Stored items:
────────────────────

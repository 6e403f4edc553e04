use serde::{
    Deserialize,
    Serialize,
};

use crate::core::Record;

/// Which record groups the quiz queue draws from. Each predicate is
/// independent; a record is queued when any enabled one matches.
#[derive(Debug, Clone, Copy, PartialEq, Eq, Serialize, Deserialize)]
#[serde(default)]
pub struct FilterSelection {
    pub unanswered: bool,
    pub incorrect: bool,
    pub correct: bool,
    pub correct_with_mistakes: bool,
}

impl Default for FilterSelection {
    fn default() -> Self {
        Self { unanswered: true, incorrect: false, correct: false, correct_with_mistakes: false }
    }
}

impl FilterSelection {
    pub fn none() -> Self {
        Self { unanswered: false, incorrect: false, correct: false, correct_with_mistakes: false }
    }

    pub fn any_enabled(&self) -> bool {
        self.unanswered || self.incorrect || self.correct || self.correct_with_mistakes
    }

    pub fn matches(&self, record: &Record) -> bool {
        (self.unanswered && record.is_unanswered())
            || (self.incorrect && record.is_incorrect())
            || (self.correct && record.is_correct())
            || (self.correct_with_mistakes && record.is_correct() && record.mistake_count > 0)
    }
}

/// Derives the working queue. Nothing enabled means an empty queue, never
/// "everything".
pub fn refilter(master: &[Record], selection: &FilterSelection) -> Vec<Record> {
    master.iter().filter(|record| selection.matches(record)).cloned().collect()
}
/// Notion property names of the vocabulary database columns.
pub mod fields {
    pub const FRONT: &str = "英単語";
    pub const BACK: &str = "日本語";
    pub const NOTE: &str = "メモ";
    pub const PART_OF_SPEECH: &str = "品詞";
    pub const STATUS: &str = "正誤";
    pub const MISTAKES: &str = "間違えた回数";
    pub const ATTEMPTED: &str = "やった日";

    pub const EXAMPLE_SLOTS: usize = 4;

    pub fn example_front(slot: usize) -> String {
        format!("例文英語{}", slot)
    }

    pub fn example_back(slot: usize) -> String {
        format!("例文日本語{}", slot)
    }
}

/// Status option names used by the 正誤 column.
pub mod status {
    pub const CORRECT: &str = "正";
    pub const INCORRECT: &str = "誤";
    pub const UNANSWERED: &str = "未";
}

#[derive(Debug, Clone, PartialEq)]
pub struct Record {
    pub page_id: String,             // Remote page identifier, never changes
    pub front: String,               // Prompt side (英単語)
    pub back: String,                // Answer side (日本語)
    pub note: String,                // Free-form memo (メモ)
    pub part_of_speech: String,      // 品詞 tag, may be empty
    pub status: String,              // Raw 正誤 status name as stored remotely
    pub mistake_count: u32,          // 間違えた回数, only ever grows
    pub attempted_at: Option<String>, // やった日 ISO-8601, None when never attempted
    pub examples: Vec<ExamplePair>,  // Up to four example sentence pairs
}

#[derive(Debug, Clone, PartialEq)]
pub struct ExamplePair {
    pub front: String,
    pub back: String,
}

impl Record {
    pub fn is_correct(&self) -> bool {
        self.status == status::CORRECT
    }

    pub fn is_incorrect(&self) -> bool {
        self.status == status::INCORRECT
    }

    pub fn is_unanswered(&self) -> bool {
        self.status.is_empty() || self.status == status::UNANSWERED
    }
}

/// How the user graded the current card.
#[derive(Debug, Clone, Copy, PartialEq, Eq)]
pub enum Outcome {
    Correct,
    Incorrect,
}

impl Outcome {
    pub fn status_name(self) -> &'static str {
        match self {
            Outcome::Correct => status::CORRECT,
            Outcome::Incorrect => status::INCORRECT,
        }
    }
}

────────────────────

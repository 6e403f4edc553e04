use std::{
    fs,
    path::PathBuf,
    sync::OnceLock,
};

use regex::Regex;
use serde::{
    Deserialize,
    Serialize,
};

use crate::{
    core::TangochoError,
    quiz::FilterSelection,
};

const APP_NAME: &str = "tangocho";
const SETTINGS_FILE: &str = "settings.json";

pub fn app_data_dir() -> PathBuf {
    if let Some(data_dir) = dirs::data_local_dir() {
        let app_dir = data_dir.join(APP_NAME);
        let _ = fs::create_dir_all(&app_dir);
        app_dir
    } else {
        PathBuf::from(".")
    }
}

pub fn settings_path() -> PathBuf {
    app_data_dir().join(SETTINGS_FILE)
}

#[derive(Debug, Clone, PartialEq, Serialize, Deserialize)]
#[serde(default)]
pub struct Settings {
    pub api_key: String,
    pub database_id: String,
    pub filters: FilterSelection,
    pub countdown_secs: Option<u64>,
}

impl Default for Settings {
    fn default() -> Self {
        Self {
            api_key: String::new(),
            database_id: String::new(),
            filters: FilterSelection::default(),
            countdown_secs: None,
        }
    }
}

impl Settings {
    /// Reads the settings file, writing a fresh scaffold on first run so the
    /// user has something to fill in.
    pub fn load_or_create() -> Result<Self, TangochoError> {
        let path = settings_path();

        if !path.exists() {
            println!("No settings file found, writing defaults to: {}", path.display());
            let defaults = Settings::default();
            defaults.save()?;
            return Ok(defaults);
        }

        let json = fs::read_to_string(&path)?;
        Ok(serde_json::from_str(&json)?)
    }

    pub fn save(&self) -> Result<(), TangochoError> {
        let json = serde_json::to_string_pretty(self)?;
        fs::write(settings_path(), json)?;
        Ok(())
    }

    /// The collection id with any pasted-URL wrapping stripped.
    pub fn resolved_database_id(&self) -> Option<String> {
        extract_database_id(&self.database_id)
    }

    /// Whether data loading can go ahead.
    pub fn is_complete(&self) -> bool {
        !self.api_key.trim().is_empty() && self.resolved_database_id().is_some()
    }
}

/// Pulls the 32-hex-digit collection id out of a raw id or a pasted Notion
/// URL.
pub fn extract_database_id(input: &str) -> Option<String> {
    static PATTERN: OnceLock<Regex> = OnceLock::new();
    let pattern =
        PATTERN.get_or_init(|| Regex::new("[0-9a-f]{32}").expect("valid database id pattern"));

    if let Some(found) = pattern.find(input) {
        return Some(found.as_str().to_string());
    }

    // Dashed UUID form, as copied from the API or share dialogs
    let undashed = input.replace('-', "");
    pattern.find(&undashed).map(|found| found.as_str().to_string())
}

────────────────────

- _ACTIVITY_
Look above for the line containing "PartialEq, Eq, Serialize, Deserialize)]" and the line containing "vocabulary database columns.". Transcribe both, with the lines between them, exactly.

- _FINISHED EXERCISE_
#[derive(Debug, Clone, Copy, PartialEq, Eq, Serialize, Deserialize)]
#[serde(default)]
pub struct FilterSelection {
    pub unanswered: bool,
    pub incorrect: bool,
    pub correct: bool,
    pub correct_with_mistakes: bool,
}

impl Default for FilterSelection {
    fn default() -> Self {
        Self { unanswered: true, incorrect: false, correct: false, correct_with_mistakes: false }
    }
}

impl FilterSelection {
    pub fn none() -> Self {
        Self { unanswered: false, incorrect: false, correct: false, correct_with_mistakes: false }
    }

    pub fn any_enabled(&self) -> bool {
        self.unanswered || self.incorrect || self.correct || self.correct_with_mistakes
    }

    pub fn matches(&self, record: &Record) -> bool {
        (self.unanswered && record.is_unanswered())
            || (self.incorrect && record.is_incorrect())
            || (self.correct && record.is_correct())
            || (self.correct_with_mistakes && record.is_correct() && record.mistake_count > 0)
    }
}

/// Derives the working queue. Nothing enabled means an empty queue, never
/// "everything".
pub fn refilter(master: &[Record], selection: &FilterSelection) -> Vec<Record> {
    master.iter().filter(|record| selection.matches(record)).cloned().collect()
}
/// Notion property names of the vocabulary database columns.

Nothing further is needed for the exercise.